Born Alice Ruth Moore in 1875 New Orleans, the activist showed an early interest in education, graduating from Straight University (now Dillard University) in 1892. Though she began teaching in the New Orleans school systems at age 17, young Alice eventually gravitated towards writing poetry and fiction. She also began to work as a journalist and essayist. As the child of a formerly enslaved mother and a white father, she often wrote of the “Creole condition,” in which mixed-race children of the era felt pressure to deny their Black heritage in order to “pass” as white.

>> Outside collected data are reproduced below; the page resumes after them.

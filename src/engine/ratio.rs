// ==========================================
// 仓储质检核心 - 比例与容差校验
// ==========================================
// 用途: 分配 (对入库行比例) 与流转 (对分配自身比例) 共用
// 约束: 所有浮点比较带 epsilon
// ==========================================

/// 容差带校验器
#[derive(Debug, Clone, Copy, PartialEq)]
pub struct RatioBand {
    epsilon: f64,
}

impl RatioBand {
    pub fn new(epsilon: f64) -> Self {
        Self {
            epsilon: epsilon.abs(),
        }
    }

    /// |actual - expected| <= tolerance
    pub fn check(&self, actual: f64, expected: f64, tolerance: f64) -> bool {
        (actual - expected).abs() <= tolerance + self.epsilon
    }

    /// 相对容差: tolerance = |expected| * pct
    pub fn check_relative(&self, actual: f64, expected: f64, pct: f64) -> bool {
        self.check(actual, expected, expected.abs() * pct)
    }

    /// actual 是否超过 limit
    pub fn exceeds(&self, actual: f64, limit: f64) -> bool {
        actual > limit + self.epsilon
    }

    /// 向上取整件数: ceil(packages * ratio)
    ///
    /// 先扣 epsilon，避免 7.0000000001 被取成 8；正数结果至少 1 件
    pub fn expected_packages_ceil(&self, packages: i64, ratio: f64) -> i64 {
        let raw = packages as f64 * ratio;
        if raw <= 0.0 {
            return 0;
        }
        ((raw - self.epsilon).ceil() as i64).max(1)
    }
}

/// 按比例折算: qty * total_part / total_qty（total_qty 为 0 时返回 0）
pub fn proportional(total_part: f64, total_qty: f64, qty: f64) -> f64 {
    if total_qty == 0.0 {
        return 0.0;
    }
    qty * total_part / total_qty
}

#[cfg(test)]
mod tests {
    use super::*;

    #[test]
    fn test_band_inclusive_edges() {
        let band = RatioBand::new(1e-6);
        // 40 单位 × 0.5 件/单位 = 20，10% = 2
        assert!(band.check_relative(22.0, 20.0, 0.10));
        assert!(band.check_relative(18.0, 20.0, 0.10));
        assert!(!band.check_relative(22.5, 20.0, 0.10));
        assert!(!band.check(5.0, 35.0, 3.5));
    }

    #[test]
    fn test_proportional_zero_total() {
        assert_eq!(proportional(50.0, 0.0, 10.0), 0.0);
        assert_eq!(proportional(50.0, 100.0, 40.0), 20.0);
    }

    #[test]
    fn test_expected_packages_rounds_up() {
        let band = RatioBand::new(1e-6);
        assert_eq!(band.expected_packages_ceil(20, 15.0 / 40.0), 8);
        assert_eq!(band.expected_packages_ceil(20, 0.35), 7);
        assert_eq!(band.expected_packages_ceil(0, 0.5), 0);
        assert_eq!(band.expected_packages_ceil(20, 1.0), 20);
    }

    #[test]
    fn test_tiny_positive_share_needs_one_package() {
        let band = RatioBand::new(1e-6);
        assert_eq!(band.expected_packages_ceil(1, 1e-7), 1);
        assert_eq!(band.expected_packages_ceil(20, 1e-9), 1);
        assert_eq!(band.expected_packages_ceil(20, 0.0), 0);
    }

    #[test]
    fn test_exceeds_ignores_float_noise() {
        let band = RatioBand::new(1e-6);
        assert!(!band.exceeds(0.1 + 0.2, 0.3));
        assert!(band.exceeds(100.01, 100.0));
    }
}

Dunbar Nelson’s keen understanding of the intersections of race and gender informed her writing and activism throughout her life. As early as the 1890s, Dunbar Nelson began participating in New Orleans-based women’s organizations, including the Phillis Wheatley Club, named after a prominent Black poet of colonial America. Around this time, she also began writing for The Women’s Era, a newspaper created by and for Black women.

During the 1910s, she became more directly involved in the suffragist movement, helping found the Equal Suffrage Study Club in 1914 while also working as a community organizer. She advocated in particular for Black women’s access not just to the voting booth, but other necessities such as healthcare and education. After the passage of the 19th Amendment, Dunbar Nelson continued her advocacy work as a journalist and lecturer.

Though she was twice married, Dunbar Nelson had a rocky relationship with her first husband and was not strictly monogamous during either union. While both single and married, she cultivated multiple relationships with other women, made all the more clear by her detailed and introspective diary entries. However, Dunbar Nelson kept these diaries secret and their contents were not published until 1984.

In them, she also frankly discussed the racist and sexist barriers that often feel into her path, hampering her career and finances. She also reportedly burned a connection of her “lesbian poems” before her death in 1935. While she also had platonic friendships with women such as fellow activist Mary McLeod Bethune, her private correspondence makes it clear that she was an active member of the quiet network of queer women voting rights activists.